RECORDS FOR THIS TASK: Begin

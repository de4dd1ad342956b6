//! Date-indexed price series and the loader that builds them.

use crate::error::{DataError, Result};
use crate::schema::{
    ColumnResolution, ColumnSelector, DATE_COLUMN, parse_date, parse_price, resolve_price_column,
};
use crate::source::TabularSource;
use chrono::NaiveDate;
use polars::prelude::*;
use serde::{Deserialize, Serialize};
use tracing::{debug, warn};

/// Sort dated observations ascending and keep the last value for a
/// repeated date. Returns parallel date and value vectors.
pub fn order_by_date(
    observations: impl IntoIterator<Item = (NaiveDate, f64)>,
) -> (Vec<NaiveDate>, Vec<f64>) {
    let mut observations: Vec<(NaiveDate, f64)> = observations.into_iter().collect();
    // Stable sort keeps input order among equal dates.
    observations.sort_by_key(|(date, _)| *date);

    let mut dates: Vec<NaiveDate> = Vec::with_capacity(observations.len());
    let mut values: Vec<f64> = Vec::with_capacity(observations.len());
    for (date, value) in observations {
        match (dates.last(), values.last_mut()) {
            (Some(last), Some(slot)) if *last == date => *slot = value,
            _ => {
                dates.push(date);
                values.push(value);
            }
        }
    }
    (dates, values)
}

/// Ordered price observations with strictly increasing, unique dates.
///
/// Prices are expected to be positive but this is not enforced: a cell that
/// could not be read is kept as NaN and removed later by return alignment.
#[derive(Debug, Clone, PartialEq, Default, Serialize, Deserialize)]
pub struct PriceSeries {
    dates: Vec<NaiveDate>,
    prices: Vec<f64>,
}

impl PriceSeries {
    /// Build a series from observations in any order.
    ///
    /// Observations are sorted by date; when a date repeats, the observation
    /// that came last in the input wins.
    pub fn from_observations(observations: impl IntoIterator<Item = (NaiveDate, f64)>) -> Self {
        let (dates, prices) = order_by_date(observations);
        Self { dates, prices }
    }

    /// Observation dates, ascending.
    pub fn dates(&self) -> &[NaiveDate] {
        &self.dates
    }

    /// Prices aligned with [`Self::dates`].
    pub fn prices(&self) -> &[f64] {
        &self.prices
    }

    /// Number of observations.
    pub fn len(&self) -> usize {
        self.dates.len()
    }

    /// Whether the series has no observations.
    pub fn is_empty(&self) -> bool {
        self.dates.is_empty()
    }

    /// Iterate over `(date, price)` pairs.
    pub fn iter(&self) -> impl Iterator<Item = (NaiveDate, f64)> + '_ {
        self.dates.iter().copied().zip(self.prices.iter().copied())
    }

    /// First observation date.
    pub fn first_date(&self) -> Option<NaiveDate> {
        self.dates.first().copied()
    }

    /// Last observation date.
    pub fn last_date(&self) -> Option<NaiveDate> {
        self.dates.last().copied()
    }
}

/// A price series together with how it was read.
#[derive(Debug, Clone, PartialEq)]
pub struct LoadedPrices {
    /// The cleaned, ordered series.
    pub series: PriceSeries,
    /// Which column the prices came from.
    pub column: ColumnResolution,
    /// Rows discarded because their date repeated.
    pub duplicates_dropped: usize,
}

/// Load a price series from a tabular source.
///
/// # Errors
///
/// - [`DataError::MissingData`] if the source is unreadable or empty
/// - [`DataError::MissingColumn`] if the date or price column is absent
/// - [`DataError::InvalidDate`] if a date cell cannot be parsed
pub fn load_prices(source: &dyn TabularSource, selector: &ColumnSelector) -> Result<LoadedPrices> {
    let table = source.describe();
    let frame = source.read_frame()?;

    if frame.height() == 0 {
        return Err(DataError::MissingData {
            table,
            reason: "no rows".to_string(),
        });
    }

    let column = resolve_price_column(&frame, selector, &table)?;
    if let ColumnResolution::Fallback { requested, used } = &column {
        warn!(%table, %requested, %used, "price column not found, using last column");
    }

    let dates = read_dates(frame.column(DATE_COLUMN)?, &table)?;
    let prices = read_prices(frame.column(column.column())?)?;

    let rows = dates.len();
    let series = PriceSeries::from_observations(dates.into_iter().zip(prices));
    let duplicates_dropped = rows - series.len();
    if duplicates_dropped > 0 {
        warn!(%table, duplicates_dropped, "duplicate dates collapsed, last row kept");
    }

    debug!(%table, %column, observations = series.len(), "loaded price series");

    Ok(LoadedPrices {
        series,
        column,
        duplicates_dropped,
    })
}

fn read_dates(column: &Column, table: &str) -> Result<Vec<NaiveDate>> {
    let as_text = column.cast(&DataType::String)?;
    as_text
        .str()?
        .into_iter()
        .enumerate()
        .map(|(index, cell)| {
            cell.and_then(parse_date).ok_or_else(|| DataError::InvalidDate {
                table: table.to_string(),
                row: index + 1,
                value: cell.unwrap_or_default().to_string(),
            })
        })
        .collect()
}

fn read_prices(column: &Column) -> Result<Vec<f64>> {
    if column.dtype() == &DataType::String {
        return Ok(column
            .str()?
            .into_iter()
            .map(|cell| cell.map_or(f64::NAN, parse_price))
            .collect());
    }

    let as_float = column.cast(&DataType::Float64)?;
    Ok(as_float
        .f64()?
        .into_iter()
        .map(|cell| cell.unwrap_or(f64::NAN))
        .collect())
}

#[cfg(test)]
mod tests {
    use super::*;
    use crate::source::FrameSource;

    fn date(d: u32) -> NaiveDate {
        NaiveDate::from_ymd_opt(2024, 1, d).unwrap()
    }

    #[test]
    fn test_from_observations_sorts_and_keeps_last_duplicate() {
        let series = PriceSeries::from_observations(vec![
            (date(3), 103.0),
            (date(1), 101.0),
            (date(2), 102.0),
            (date(1), 111.0),
        ]);

        assert_eq!(series.dates(), &[date(1), date(2), date(3)]);
        assert_eq!(series.prices(), &[111.0, 102.0, 103.0]);
        assert_eq!(series.first_date(), Some(date(1)));
        assert_eq!(series.last_date(), Some(date(3)));
    }

    #[test]
    fn test_order_by_date_handles_nan_duplicates() {
        let (dates, values) =
            order_by_date(vec![(date(2), f64::NAN), (date(2), 5.0), (date(1), -0.5)]);

        assert_eq!(dates, [date(1), date(2)]);
        assert_eq!(values, [-0.5, 5.0]);
        assert_eq!(order_by_date(Vec::new()), (Vec::new(), Vec::new()));
    }

    #[test]
    fn test_load_prices_from_frame() {
        let frame = df!(
            "Date" => &["2024-01-03", "2024-01-02", "2024-01-04"],
            "Close" => &[101.0, 100.0, 102.0],
        )
        .unwrap();
        let source = FrameSource::new("asset", frame);

        let loaded = load_prices(&source, &ColumnSelector::Named("Close".into())).unwrap();
        assert_eq!(loaded.column, ColumnResolution::Named("Close".into()));
        assert_eq!(loaded.series.prices(), &[100.0, 101.0, 102.0]);
        assert_eq!(loaded.duplicates_dropped, 0);
    }

    #[test]
    fn test_text_prices_become_nan_when_unparseable() {
        let frame = df!(
            "Date" => &["2024-01-02", "2024-01-03", "2024-01-04"],
            "Price" => &["1,000.5", "", "1,010"],
        )
        .unwrap();
        let source = FrameSource::new("asset", frame);

        let loaded = load_prices(&source, &ColumnSelector::First).unwrap();
        let prices = loaded.series.prices();
        assert_eq!(prices[0], 1000.5);
        assert!(prices[1].is_nan());
        assert_eq!(prices[2], 1010.0);
    }

    #[test]
    fn test_invalid_date_reports_row() {
        let frame = df!(
            "Date" => &["2024-01-02", "yesterday"],
            "Close" => &[1.0, 2.0],
        )
        .unwrap();
        let source = FrameSource::new("asset", frame);

        let err = load_prices(&source, &ColumnSelector::First).unwrap_err();
        assert!(matches!(
            err,
            DataError::InvalidDate { row: 2, ref value, .. } if value == "yesterday"
        ));
    }

    #[test]
    fn test_duplicates_are_counted() {
        let frame = df!(
            "Date" => &["2024-01-02", "2024-01-02", "2024-01-03"],
            "Close" => &[1.0, 2.0, 3.0],
        )
        .unwrap();
        let source = FrameSource::new("asset", frame);

        let loaded = load_prices(&source, &ColumnSelector::First).unwrap();
        assert_eq!(loaded.duplicates_dropped, 1);
        assert_eq!(loaded.series.prices(), &[2.0, 3.0]);
    }

    #[test]
    fn test_empty_frame_is_missing_data() {
        let frame = df!(
            "Date" => Vec::<&str>::new(),
            "Close" => Vec::<f64>::new(),
        )
        .unwrap();
        let source = FrameSource::new("asset", frame);

        let err = load_prices(&source, &ColumnSelector::First).unwrap_err();
        assert!(err.is_missing_data());
    }
}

RECORDS FOR THIS TASK: End

**WHAT IS BEING ASKED**. Collect every line with the string "copied" from the records, and copy each.

**TASK ANSWER**.
        self.dates.iter().copied().zip(self.prices.iter().copied())
        self.dates.first().copied()
        self.dates.last().copied()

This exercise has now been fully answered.